You see, when I was a kid you had to patiently seek out music on the radio, or maybe television. There were always relevant musical guests on Ed Sullivan and Hee-Haw. Or you could tune in to “The Johnny Cash Show”, or the “Glenn Campbell Good-time Hour,” where you knew you’d find interesting and diverse music, but mostly you tuned your radio dial in quiet desperation… flipping past the latest, current, costumed thing like The Village People or Kiss (I apologize to those of you who are fans of these bands. No really! I am truly, truly sorry) until you found something to revel in, something that fucking moved your everlasting soul.
That was the music I was in search of when I was thirteen and the lights went out in my bedroom. I didn’t really care if it was rock, or pop, or soul, or disco. I just wanted it to make me feel something. It might make me laugh (The Streak), or cry (Cat’s in the Cradle), or think (Ode to Billy Joe), or dance (Proud Mary), but it had to make me feel alive. And once you found it you had to wait for it… and wait… and wait some more until you heard it again, usually at the very worst possible time, when the song was already half-way through, and you’d have to beg everyone in the room to shut up as you cranked up your single speaker, AM only, transistor radio, and of course you were always the youngest one, so no one paid any mind to your “ridiculous” pleadings.

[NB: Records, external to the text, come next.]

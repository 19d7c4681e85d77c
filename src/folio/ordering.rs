//! # Ordering Engine
//!
//! Items are ordered by a single point in time. Posts carry an ISO date string,
//! projects only a year; both are reduced to a [`SortKey`] before comparing.
//!
//! A date that cannot be parsed is not an error. It becomes the smallest
//! possible key, so it lands last under `Newest` and first under `Oldest`.
//!
//! Featured items are never promoted here. Grouping them is the job of the
//! projection partition.

use crate::item::ContentItem;
use crate::state::SortOrder;
use chrono::{DateTime, NaiveDate, NaiveDateTime, TimeZone, Utc};
use std::cmp::Ordering;

/// Comparable point in time for an item. `None` sorts before every date.
#[derive(Debug, Clone, Copy, PartialEq, Eq, PartialOrd, Ord, Hash, Default)]
pub struct SortKey(Option<DateTime<Utc>>);

impl SortKey {
    pub const UNKNOWN: SortKey = SortKey(None);

    pub fn from_datetime(dt: DateTime<Utc>) -> Self {
        SortKey(Some(dt))
    }

    /// Parses RFC 3339 timestamps, `YYYY-MM-DD`, `YYYY-MM-DDTHH:MM:SS`,
    /// `YYYY-MM` and bare years.
    pub fn parse(raw: &str) -> Self {
        let s = raw.trim();
        if s.is_empty() {
            return Self::UNKNOWN;
        }

        if let Ok(dt) = DateTime::parse_from_rfc3339(s) {
            return Self::from_datetime(dt.with_timezone(&Utc));
        }
        if let Ok(naive) = NaiveDateTime::parse_from_str(s, "%Y-%m-%dT%H:%M:%S") {
            return Self::from_datetime(Utc.from_utc_datetime(&naive));
        }
        if let Ok(date) = NaiveDate::parse_from_str(s, "%Y-%m-%d") {
            return Self::from_date(date);
        }
        if let Ok(date) = NaiveDate::parse_from_str(&format!("{}-01", s), "%Y-%m-%d") {
            return Self::from_date(date);
        }
        match s.parse::<i32>() {
            Ok(year) => Self::from_year(year),
            Err(_) => Self::UNKNOWN,
        }
    }

    pub fn from_year(year: i32) -> Self {
        match NaiveDate::from_ymd_opt(year, 1, 1) {
            Some(date) => Self::from_date(date),
            None => Self::UNKNOWN,
        }
    }

    fn from_date(date: NaiveDate) -> Self {
        match date.and_hms_opt(0, 0, 0) {
            Some(naive) => Self::from_datetime(Utc.from_utc_datetime(&naive)),
            None => Self::UNKNOWN,
        }
    }

    pub fn is_known(&self) -> bool {
        self.0.is_some()
    }

    pub fn datetime(&self) -> Option<DateTime<Utc>> {
        self.0
    }
}

/// Compares two keys under the given order.
pub fn compare(a: &SortKey, b: &SortKey, order: SortOrder) -> Ordering {
    match order {
        SortOrder::Newest => b.cmp(a),
        SortOrder::Oldest => a.cmp(b),
    }
}

/// Stable sort of borrowed items. Items with equal keys keep their input order.
pub fn sort_items<'a, I: ContentItem>(items: Vec<&'a I>, order: SortOrder) -> Vec<&'a I> {
    let mut keyed: Vec<(SortKey, &'a I)> = items.into_iter().map(|i| (i.sort_key(), i)).collect();
    keyed.sort_by(|(a, _), (b, _)| compare(a, b, order));
    keyed.into_iter().map(|(_, item)| item).collect()
}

And records cost money. They were precious. You might ask for The Eagles’, “One of these Nights” album for Christmas and get KC and the Sunshine Band instead, because “the department store was out.” And you also wanted a book. Your single, working mother couldn’t afford both, so you read your book and you listened to KC and the fucking Sunshine Band until you knew every word to “Shake Your fucking Booty.” Trust me when I say it was a difficult time, a time when one was literally forced to thank God for an older sister whom one hated, and who hated you, just because of her record collection.

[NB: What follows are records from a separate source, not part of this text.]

//! # Item Field Adapter
//!
//! The filter engine never looks at [`Post`] or [`Project`] directly. It reads
//! items through [`ContentItem`], which names the handful of fields filtering,
//! ordering and partitioning need. Adding a new kind of listing means
//! implementing this trait, not copying the engine.

use crate::model::{Post, Project, Section, Year};
use crate::ordering::SortKey;

/// Read-only view of a content entity for the filter engine.
pub trait ContentItem {
    /// Stable unique key within a listing.
    fn id(&self) -> &str;

    /// Slug used for the item URL. Defaults to the id.
    fn slug(&self) -> &str {
        self.id()
    }

    fn title(&self) -> &str;

    fn summary(&self) -> &str;

    /// Values the facet strategy matches the selection against.
    fn facets(&self) -> Vec<&str>;

    /// Extra values searched by the text match besides title and summary.
    fn keywords(&self) -> Vec<&str> {
        self.facets()
    }

    fn sort_key(&self) -> SortKey;

    /// Human-readable date or year for display.
    fn date_label(&self) -> String;

    fn is_featured(&self) -> bool;

    fn section(&self) -> Section;
}

impl ContentItem for Post {
    fn id(&self) -> &str {
        &self.slug
    }

    fn title(&self) -> &str {
        &self.title
    }

    fn summary(&self) -> &str {
        &self.excerpt
    }

    fn facets(&self) -> Vec<&str> {
        self.tags.iter().map(String::as_str).collect()
    }

    fn sort_key(&self) -> SortKey {
        SortKey::parse(&self.date)
    }

    fn date_label(&self) -> String {
        match self.sort_key().datetime() {
            Some(dt) => dt.format("%B %-d, %Y").to_string(),
            None => self.date.clone(),
        }
    }

    fn is_featured(&self) -> bool {
        self.featured
    }

    fn section(&self) -> Section {
        Section::Blog
    }
}

impl ContentItem for Project {
    fn id(&self) -> &str {
        &self.slug
    }

    fn title(&self) -> &str {
        &self.title
    }

    fn summary(&self) -> &str {
        &self.description
    }

    fn facets(&self) -> Vec<&str> {
        vec![self.category.as_str()]
    }

    fn keywords(&self) -> Vec<&str> {
        std::iter::once(self.category.as_str())
            .chain(self.tech.iter().map(String::as_str))
            .collect()
    }

    fn sort_key(&self) -> SortKey {
        match &self.year {
            Year::Number(n) => i32::try_from(*n)
                .map(SortKey::from_year)
                .unwrap_or(SortKey::UNKNOWN),
            Year::Text(s) => SortKey::parse(s),
        }
    }

    fn date_label(&self) -> String {
        self.year.to_string()
    }

    fn is_featured(&self) -> bool {
        self.featured
    }

    fn section(&self) -> Section {
        Section::Projects
    }
}
use crate::model::{Language, Post, Project, Year};
use crate::routes::slugify;

pub fn post(title: &str, tags: &[&str], date: &str, featured: bool) -> Post {
    Post {
        slug: format!("en/{}", slugify(title)),
        title: title.to_string(),
        excerpt: format!("About {}", title.to_lowercase()),
        date: date.to_string(),
        tags: tags.iter().map(|t| t.to_string()).collect(),
        featured,
        language: Language::En,
        author: "Anonymous".to_string(),
        read_time: "5 min".to_string(),
        image: None,
    }
}

pub fn project(title: &str, category: &str, tech: &[&str], year: i64, featured: bool) -> Project {
    Project {
        id: None,
        slug: slugify(title),
        title: title.to_string(),
        description: format!("{} project", title),
        tech: tech.iter().map(|t| t.to_string()).collect(),
        category: category.to_string(),
        year: Year::Number(year),
        featured,
        status: None,
        repository: None,
        demo: None,
        image: None,
    }
}

/// The two posts used throughout the listing scenarios.
pub fn sample_posts() -> Vec<Post> {
    vec![
        post("Go Cache", &["go", "cache"], "2024-01-01", true),
        post("Rust Parser", &["rust"], "2024-06-01", false),
    ]
}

Because you see, when something is rare you value it more. When I finally scored that Eagles album it was like owning the Mona Lisa. I lovingly cared for it. I only handled it’s outer edges, and I routinely changed my turntable’s needle, and I never, ever failed to return it first to it’s original paper sleeve, and then to it’s cardboard jacket if something, say by chance an afternoon baseball game, called. That Eagles record stayed in playable shape right up until CD’s came out, when it was retired to memory where it’s songs still haunt my showers to this day.

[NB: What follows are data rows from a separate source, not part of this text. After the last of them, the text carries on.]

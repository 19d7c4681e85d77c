//! # Predicate Engine
//!
//! Decides whether a single item belongs in the current view. The predicate is
//! the conjunction of a text match and a facet match.
//!
//! The facet half is pluggable. Listings with multi-valued facets (blog tags)
//! use [`AnyOf`]; listings with a single category per item (projects) use
//! [`Equals`]. Both share the same text match and the same engine.

use crate::item::ContentItem;
use crate::state::FilterState;
use std::collections::BTreeSet;
use std::fmt::{self, Debug};

/// Sentinel category meaning "no category restriction".
pub const ALL_CATEGORIES: &str = "All";

/// How a facet selection is stored, edited and matched.
///
/// Implementors are zero-sized markers; the supertraits let states that carry
/// the marker type derive their own impls.
pub trait FacetStrategy: Clone + Debug + PartialEq {
    type Selection: Clone + Debug + Default + PartialEq;

    /// Applies a single facet click.
    fn toggle(selection: &Self::Selection, value: &str) -> Self::Selection;

    /// Replaces the whole selection.
    fn replace(values: &[String]) -> Self::Selection;

    /// Whether an item with these facet values passes the selection.
    fn matches(selection: &Self::Selection, facets: &[&str]) -> bool;

    /// Currently selected values, for display.
    fn selected(selection: &Self::Selection) -> Vec<&str>;

    /// Whether `value` is part of the selection.
    fn is_selected(selection: &Self::Selection, value: &str) -> bool {
        Self::selected(selection).contains(&value)
    }

    /// Facet values offered to the user, derived from the item facets.
    fn options(values: Vec<String>) -> Vec<String> {
        values
    }
}

/// Multi-valued facets: an item matches when it carries any selected value.
#[derive(Debug, Clone, Copy, PartialEq, Eq, Default)]
pub struct AnyOf;

impl FacetStrategy for AnyOf {
    type Selection = BTreeSet<String>;

    fn toggle(selection: &Self::Selection, value: &str) -> Self::Selection {
        let mut next = selection.clone();
        if !next.remove(value) {
            next.insert(value.to_string());
        }
        next
    }

    fn replace(values: &[String]) -> Self::Selection {
        values.iter().cloned().collect()
    }

    fn matches(selection: &Self::Selection, facets: &[&str]) -> bool {
        selection.is_empty() || facets.iter().any(|f| selection.contains(*f))
    }

    fn selected(selection: &Self::Selection) -> Vec<&str> {
        selection.iter().map(String::as_str).collect()
    }
}

/// Single-valued facet selection with an explicit "All" state.
#[derive(Debug, Clone, PartialEq, Eq, Hash, Default)]
pub enum CategorySelection {
    #[default]
    All,
    Only(String),
}

impl CategorySelection {
    pub fn as_str(&self) -> &str {
        match self {
            CategorySelection::All => ALL_CATEGORIES,
            CategorySelection::Only(c) => c,
        }
    }

    fn from_value(value: &str) -> Self {
        if value == ALL_CATEGORIES {
            CategorySelection::All
        } else {
            CategorySelection::Only(value.to_string())
        }
    }
}

impl fmt::Display for CategorySelection {
    fn fmt(&self, f: &mut fmt::Formatter<'_>) -> fmt::Result {
        f.write_str(self.as_str())
    }
}

/// Single-valued facets: an item matches when its category equals the selection.
#[derive(Debug, Clone, Copy, PartialEq, Eq, Default)]
pub struct Equals;

impl FacetStrategy for Equals {
    type Selection = CategorySelection;

    fn toggle(_selection: &Self::Selection, value: &str) -> Self::Selection {
        CategorySelection::from_value(value)
    }

    fn replace(values: &[String]) -> Self::Selection {
        values
            .first()
            .map(|v| CategorySelection::from_value(v))
            .unwrap_or_default()
    }

    fn matches(selection: &Self::Selection, facets: &[&str]) -> bool {
        match selection {
            CategorySelection::All => true,
            CategorySelection::Only(category) => facets.iter().any(|f| *f == category.as_str()),
        }
    }

    fn selected(selection: &Self::Selection) -> Vec<&str> {
        vec![selection.as_str()]
    }

    fn options(values: Vec<String>) -> Vec<String> {
        std::iter::once(ALL_CATEGORIES.to_string())
            .chain(values.into_iter().filter(|v| v != ALL_CATEGORIES))
            .collect()
    }
}

/// Case-insensitive substring match over title, summary and keywords.
/// An empty (or blank) term matches everything.
pub fn matches_text<I: ContentItem>(item: &I, term: &str) -> bool {
    let needle = term.trim().to_lowercase();
    if needle.is_empty() {
        return true;
    }

    item.title().to_lowercase().contains(&needle)
        || item.summary().to_lowercase().contains(&needle)
        || item
            .keywords()
            .iter()
            .any(|k| k.to_lowercase().contains(&needle))
}

pub fn matches_facets<I: ContentItem, F: FacetStrategy>(item: &I, selection: &F::Selection) -> bool {
    F::matches(selection, &item.facets())
}

/// The combined inclusion test.
pub fn matches<I: ContentItem, F: FacetStrategy>(item: &I, state: &FilterState<F>) -> bool {
    matches_text(item, &state.search_term) && matches_facets::<I, F>(item, &state.selected_facets)
}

But please don’t take this as complaining. I am forever grateful that I was born in the age of radio, and of recordings. I truly don’t know how people survived before Barry Gordy and Sam Phillips saved this rockin‘ world, but they thankfully did, those Neolithic souls, somehow struggling along in their music-less lives so that we could live in an age where we are mercilessly bombarded with music, good music and bad, and where I, for one, love every damned song someone feels the urge to sing.